Adjusted net income for the first quarter 2016 excludes $1.8 million related to patent litigation and costs associated with the Company’s 2016 acquisitions.  Patent litigation expense is a component of Other charges.  We view patent litigation as an extreme measure not typically required in our industry to protect a company’s intellectual property and which has not been common practice for the Company.  The Company commenced patent litigation proceedings after the Company uncovered specific evidence of four distinct cases of misappropriation and infringement.  The Company can choose to resolve the outstanding matters and terminate the expense at any time.

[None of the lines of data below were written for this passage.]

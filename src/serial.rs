//! Byte-oriented duplex channel to the tablet, plus POSIX device enumeration.

use std::os::fd::{AsRawFd, BorrowedFd, RawFd};
use std::path::{Path, PathBuf};

use nix::sys::termios::{self, BaudRate as NixBaud, SetArg, Termios};

use crate::error::{Result, TmError};
use crate::settings::{BaudRate, DataBits, Parity, Settings, StopBits};

/// What `SerialLink` abstracts over: open/configure/read/write a single RS-232
/// endpoint, non-blocking after a `select`.
pub trait SerialLink {
    fn apply(&mut self, settings: &Settings) -> Result<()>;
    fn bytes_available(&self) -> Result<usize>;
    fn select(&self, timeout_usec: u64) -> Result<bool>;
    fn read(&mut self, buf: &mut [u8]) -> Result<usize>;
    /// Reads until `\r` or `\n` or the timeout budget expires. Used only
    /// during the identification handshake.
    fn read_line(&mut self, buf: &mut [u8], timeout_usec: u64) -> Result<usize>;
    fn write(&mut self, bytes: &[u8]) -> Result<()>;
}

/// A POSIX tty opened in raw, non-canonical mode.
pub struct PosixSerialLink {
    file: std::fs::File,
}

impl PosixSerialLink {
    pub fn open(path: &Path) -> Result<Self> {
        let file = std::fs::OpenOptions::new()
            .read(true)
            .write(true)
            .custom_flags(libc::O_NOCTTY | libc::O_NONBLOCK)
            .open(path)?;

        let fd = file.as_raw_fd();
        let mut termios = termios::tcgetattr(unsafe { BorrowedFd::borrow_raw(fd) })
            .map_err(|e| TmError::Transport(std::io::Error::from(e)))?;
        termios::cfmakeraw(&mut termios);
        termios.control_flags.insert(termios::ControlFlags::CLOCAL | termios::ControlFlags::CREAD);
        termios::tcsetattr(unsafe { BorrowedFd::borrow_raw(fd) }, SetArg::TCSANOW, &termios)
            .map_err(|e| TmError::Transport(std::io::Error::from(e)))?;

        Ok(Self { file })
    }

    fn raw_fd(&self) -> RawFd {
        self.file.as_raw_fd()
    }

    fn termios_baud(rate: BaudRate) -> NixBaud {
        match rate {
            BaudRate::B2400 => NixBaud::B2400,
            BaudRate::B4800 => NixBaud::B4800,
            BaudRate::B9600 => NixBaud::B9600,
            BaudRate::B19200 => NixBaud::B19200,
            BaudRate::B38400 => NixBaud::B38400,
        }
    }

    fn apply_termios(&mut self, settings: &Settings) -> Result<Termios> {
        use termios::{ControlFlags, SetArg};
        let fd = unsafe { BorrowedFd::borrow_raw(self.raw_fd()) };
        let mut t = termios::tcgetattr(fd).map_err(|e| TmError::Transport(std::io::Error::from(e)))?;

        termios::cfsetspeed(&mut t, Self::termios_baud(settings.baud_rate))
            .map_err(|e| TmError::Transport(std::io::Error::from(e)))?;

        t.control_flags.remove(ControlFlags::CSIZE | ControlFlags::PARENB | ControlFlags::PARODD);
        t.control_flags.insert(match settings.data_bits {
            DataBits::Seven => ControlFlags::CS7,
            DataBits::Eight => ControlFlags::CS8,
        });
        match settings.parity {
            Parity::Odd => t.control_flags.insert(ControlFlags::PARENB | ControlFlags::PARODD),
            Parity::Even => t.control_flags.insert(ControlFlags::PARENB),
            Parity::None0 | Parity::None1 => {}
        }
        if matches!(settings.stop_bits, StopBits::Two) {
            t.control_flags.insert(ControlFlags::CSTOPB);
        } else {
            t.control_flags.remove(ControlFlags::CSTOPB);
        }
        if settings.cts || settings.dsr {
            t.control_flags.insert(ControlFlags::CRTSCTS);
        } else {
            t.control_flags.remove(ControlFlags::CRTSCTS);
        }
        t.control_flags.insert(ControlFlags::CLOCAL | ControlFlags::CREAD);

        termios::tcsetattr(fd, SetArg::TCSANOW, &t)
            .map_err(|e| TmError::Transport(std::io::Error::from(e)))?;
        termios::tcflush(fd, termios::FlushArg::TCIOFLUSH)
            .map_err(|e| TmError::Transport(std::io::Error::from(e)))?;
        Ok(t)
    }
}

impl SerialLink for PosixSerialLink {
    fn apply(&mut self, settings: &Settings) -> Result<()> {
        self.apply_termios(settings)?;
        Ok(())
    }

    fn bytes_available(&self) -> Result<usize> {
        let mut n: libc::c_int = 0;
        let ret = unsafe { libc::ioctl(self.raw_fd(), libc::FIONREAD, std::ptr::addr_of_mut!(n)) };
        if ret < 0 {
            return Err(TmError::Transport(std::io::Error::last_os_error()));
        }
        Ok(n.max(0) as usize)
    }

    fn select(&self, timeout_usec: u64) -> Result<bool> {
        use nix::poll::{poll, PollFd, PollFlags, PollTimeout};
        let fd = unsafe { BorrowedFd::borrow_raw(self.raw_fd()) };
        let mut fds = [PollFd::new(fd, PollFlags::POLLIN)];
        let timeout = PollTimeout::try_from((timeout_usec / 1000) as u16).unwrap_or(PollTimeout::MAX);
        let n = poll(&mut fds, timeout).map_err(|e| TmError::Transport(std::io::Error::from(e)))?;
        Ok(n > 0)
    }

    fn read(&mut self, buf: &mut [u8]) -> Result<usize> {
        use std::io::Read;
        match self.file.read(buf) {
            Ok(n) => Ok(n),
            Err(e) if e.kind() == std::io::ErrorKind::WouldBlock => Ok(0),
            Err(e) => Err(TmError::Transport(e)),
        }
    }

    fn read_line(&mut self, buf: &mut [u8], timeout_usec: u64) -> Result<usize> {
        let deadline = std::time::Instant::now() + std::time::Duration::from_micros(timeout_usec);
        let mut total = 0;
        while total < buf.len() && std::time::Instant::now() < deadline {
            let remaining = deadline.saturating_duration_since(std::time::Instant::now());
            if !self.select(remaining.as_micros() as u64)? {
                break;
            }
            let n = self.read(&mut buf[total..total + 1])?;
            if n == 0 {
                continue;
            }
            total += n;
            if matches!(buf[total - 1], b'\r' | b'\n') {
                break;
            }
        }
        Ok(total)
    }

    fn write(&mut self, bytes: &[u8]) -> Result<()> {
        use std::io::Write;
        let n = self.file.write(bytes)?;
        if n != bytes.len() {
            return Err(TmError::Transport(std::io::Error::new(
                std::io::ErrorKind::WriteZero,
                "short write to serial device",
            )));
        }
        Ok(())
    }
}

/// Walk `/dev` for the conventional RS-232 device name shapes. Out of scope
/// for this crate is querying any OS-specific device registry beyond this.
#[must_use]
pub fn enumerate() -> Vec<PathBuf> {
    const PREFIXES: [&str; 4] = ["cu.", "tty.", "ttyUSB", "ttyACM"];
    let mut found = Vec::new();
    if let Ok(entries) = std::fs::read_dir("/dev") {
        for entry in entries.flatten() {
            let name = entry.file_name();
            let name = name.to_string_lossy();
            if PREFIXES.iter().any(|p| name.starts_with(p)) {
                found.push(entry.path());
            }
        }
    }
    found.sort();
    found
}

use std::os::unix::fs::OpenOptionsExt;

In addition to adjusted income from operations, adjusted net income and adjusted net income per diluted share, we also present adjusted EBITDA.  This Non-GAAP financial measure excludes income taxes, interest, Other charges, depreciation and amortization and stock compensation expense.  EBITDA is a widely accepted financial measure which we believe our stakeholders use to compare our ongoing financial performance to that of other companies.  Adjusting our EBITDA for Other charges and other one-time items is a meaningful financial measure as we believe it is an indication of our ongoing operations.  In addition, we also add back stock compensation expense because it is non-cash in nature.  Other companies in our industry may calculate adjusted EBITDA in a different manner.